Choriocarcinoma may be indistinguishable from hydatidiform mole on sonography. This pathology may be suspected in the presence of a much larger enlargement of the uterus than expected for the gestational age. and sonography reveals more pronounced areas of hemorrhage and necrosis than in hydatidiform mole, which is characterized by the presence of monomorphic cystic structures. The echostructure of choriocarcinoma is heterogeneous, with alternating solid and cystic components: in hydatidiform mole, the echostructure is more homogeneous, characterized by the "snowstorm" effect. Less often, metastasis of choriocarcinoma is determined: chest X-ray is necessary to exclude metastases.
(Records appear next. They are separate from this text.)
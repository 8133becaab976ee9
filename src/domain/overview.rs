//! Market overview rows: per-symbol return/volatility heatmap and sector
//! performance.

use serde::Serialize;

use crate::domain::error::{ensure_len, TradelensError};
use crate::domain::ohlcv::TimeSeries;
use crate::domain::stats::{mean, sample_std};

const TRADING_DAYS_PER_YEAR: f64 = 252.0;

#[derive(Debug, Clone, PartialEq, Serialize)]
pub struct HeatmapRow {
    pub symbol: String,
    pub annualized_return: f64,
    pub annualized_volatility: f64,
}

#[derive(Debug, Clone, PartialEq, Serialize)]
pub struct SectorRow {
    pub sector: String,
    pub symbol: String,
    pub performance: f64,
    pub last_price: f64,
}

#[derive(Debug, Clone, PartialEq, Default, Serialize)]
pub struct MarketOverview {
    pub heatmap: Vec<HeatmapRow>,
    pub sectors: Vec<SectorRow>,
}

pub fn heatmap_row(series: &TimeSeries) -> Result<HeatmapRow, TradelensError> {
    ensure_len(series.len(), 2)?;
    let returns = series.daily_returns();
    Ok(HeatmapRow {
        symbol: series.symbol().to_string(),
        annualized_return: mean(&returns) * TRADING_DAYS_PER_YEAR,
        annualized_volatility: sample_std(&returns) * TRADING_DAYS_PER_YEAR.sqrt(),
    })
}

pub fn sector_row(sector: &str, series: &TimeSeries) -> Result<SectorRow, TradelensError> {
    ensure_len(series.len(), 2)?;
    let last_price = series.last().map_or(0.0, |bar| bar.close);
    Ok(SectorRow {
        sector: sector.to_string(),
        symbol: series.symbol().to_string(),
        performance: mean(&series.daily_returns()) * TRADING_DAYS_PER_YEAR,
        last_price,
    })
}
Uterine bleeding as a result of medical or spontaneous abortion. This is mainly a clinical diagnosis established in the presence of bleeding in the early stages of pregnancy: ultrasound can determine varying amounts of blood in the uterus, stratifying the chorioamniotic and decidual membranes (the membranes that are part of the endometrium), visualized as a virtually anechoic zone. The blood can be completely anechoic, or it can be hyperechoic. Usually, the blood is represented by a heterogeneous structure. It is very important to determine the presence of signs of fetal vital activity, since this will determine the tactics of managing this patient. If there are any doubts, it is necessary to repeat the study at an interval of L or 2 weeks to determine the progression of pregnancy.
If there are any doubts, the study is repeated after 1-2 weeks.
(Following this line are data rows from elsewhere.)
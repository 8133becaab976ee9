//! Bar-by-bar backtest replay.
//!
//! Per bar: update both strategy lines incrementally, evaluate the
//! crossover rule, fill any resulting trade at the close, then mark the
//! portfolio to market. A position still open after the final bar stays
//! open: it counts toward final equity but produces no closed trade.

use chrono::NaiveDate;
use serde::Serialize;
use tracing::{debug, warn};

use super::error::{ensure_len, TradelensError};
use super::execution::{enter_long, exit_position, EntryResult, ExecutionConfig};
use super::metrics::Metrics;
use super::ohlcv::TimeSeries;
use super::portfolio::{EquityPoint, Portfolio};
use super::position::{ClosedTrade, Position};
use super::signal::{CrossoverDetector, Signal, SignalKind};
use super::strategy::Strategy;

#[derive(Debug, Clone, PartialEq, Serialize)]
pub struct BacktestConfig {
    pub initial_capital: f64,
    pub execution: ExecutionConfig,
    /// Bars per year, 252 for daily data.
    pub annualization_factor: f64,
    pub fast_window: usize,
    pub slow_window: usize,
}

impl Default for BacktestConfig {
    fn default() -> Self {
        BacktestConfig {
            initial_capital: 10_000.0,
            execution: ExecutionConfig::default(),
            annualization_factor: 252.0,
            fast_window: 20,
            slow_window: 50,
        }
    }
}

impl BacktestConfig {
    pub fn validate(&self) -> Result<(), TradelensError> {
        if !(self.initial_capital > 0.0) {
            return Err(TradelensError::invalid("initial capital must be positive"));
        }
        if !(self.annualization_factor > 0.0) {
            return Err(TradelensError::invalid("annualization factor must be positive"));
        }
        self.execution.validate()
    }
}

#[derive(Debug, Clone, PartialEq, Serialize)]
pub struct BacktestResult {
    pub symbol: String,
    pub strategy: String,
    pub initial_capital: f64,
    pub final_equity: f64,
    pub total_return_pct: f64,
    pub sharpe_ratio: f64,
    pub equity_curve: Vec<EquityPoint>,
    pub trades: Vec<ClosedTrade>,
    /// Every signal the rule emitted, acted on or not.
    pub signals: Vec<Signal>,
    pub signals_executed: usize,
    pub open_position: Option<Position>,
    pub summary: Metrics,
}

pub fn run_backtest(
    series: &TimeSeries,
    strategy: &Strategy,
    config: &BacktestConfig,
) -> Result<BacktestResult, TradelensError> {
    config.validate()?;
    ensure_len(series.len(), strategy.required_bars())?;

    let mut fast = strategy.fast.stream()?;
    let mut slow = strategy.slow.stream()?;
    let mut detector = CrossoverDetector::new(strategy.rule);
    let mut portfolio = Portfolio::new(config.initial_capital);
    let mut signals = Vec::new();
    let mut signals_executed = 0usize;
    let mut bars_in_market = 0usize;

    debug!(
        symbol = series.symbol(),
        strategy = %strategy.name,
        bars = series.len(),
        "backtest started"
    );

    for bar in series.bars() {
        let a = fast.update(bar.close);
        let b = slow.update(bar.close);

        if let Some(kind) = detector.update(a, b) {
            signals.push(Signal {
                date: bar.date,
                kind,
                price: bar.close,
                reason: crossing_reason(strategy, kind),
            });
            if act(&mut portfolio, kind, bar.close, bar.date, &config.execution) {
                signals_executed += 1;
            }
        }

        if !portfolio.is_flat() {
            bars_in_market += 1;
        }
        portfolio.record_equity(bar.date, bar.close);
    }

    let summary = Metrics::compute(&portfolio, bars_in_market, config.annualization_factor);
    let final_equity = portfolio
        .equity_curve
        .last()
        .map_or(config.initial_capital, |p| p.equity);

    debug!(
        symbol = series.symbol(),
        trades = portfolio.closed_trades.len(),
        final_equity,
        open = portfolio.position.is_some(),
        "backtest finished"
    );

    Ok(BacktestResult {
        symbol: series.symbol().to_string(),
        strategy: strategy.name.clone(),
        initial_capital: config.initial_capital,
        final_equity,
        total_return_pct: summary.total_return_pct,
        sharpe_ratio: summary.sharpe_ratio,
        equity_curve: portfolio.equity_curve,
        trades: portfolio.closed_trades,
        signals,
        signals_executed,
        open_position: portfolio.position,
        summary,
    })
}

/// Applies one signal to the portfolio. Returns whether a fill happened.
fn act(
    portfolio: &mut Portfolio,
    kind: SignalKind,
    price: f64,
    date: NaiveDate,
    execution: &ExecutionConfig,
) -> bool {
    match kind {
        SignalKind::Buy => match enter_long(portfolio, price, date, execution) {
            EntryResult::Entered { size, commission, .. } => {
                debug!(%date, price, size, commission, "entered long");
                true
            }
            EntryResult::AlreadyInvested => false,
            EntryResult::InsufficientCapital => {
                warn!(%date, price, cash = portfolio.cash, "buy skipped: cannot fund one share");
                false
            }
        },
        SignalKind::Sell => match exit_position(portfolio, price, date, execution) {
            Some(trade) => {
                debug!(%date, price, pnl = trade.pnl, "closed long");
                true
            }
            None => false,
        },
    }
}

fn crossing_reason(strategy: &Strategy, kind: SignalKind) -> String {
    let direction = match kind {
        SignalKind::Buy => "above",
        SignalKind::Sell => "below",
    };
    format!(
        "{} crosses {direction} {}",
        strategy.fast.label(),
        strategy.slow.label()
    )
}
Enlarged, lumpy uterus. In the first trimester of pregnancy, an enlarged, lumpy uterus may be present in the presence of a myoma. Determine the size and position of the myomatous nodes in order to predict possible complications during labor. It is necessary to repeat the examination in the presence of a myoma at 32-36 weeks of pregnancy. The central zones of the myoma may become necrotic, with a heterogeneous or anechoic structure in the center being determined. This is of no significant clinical significance. Myoma can be simulated by thickening of the myometrium during contraction of the uterine muscles. In order to differentiate these conditions, the examination can be repeated after 20-30 minutes and it can be determined whether the zone of thickening of the myometrium changes. Contractions of the uterus are normal and change the internal contour of the uterus.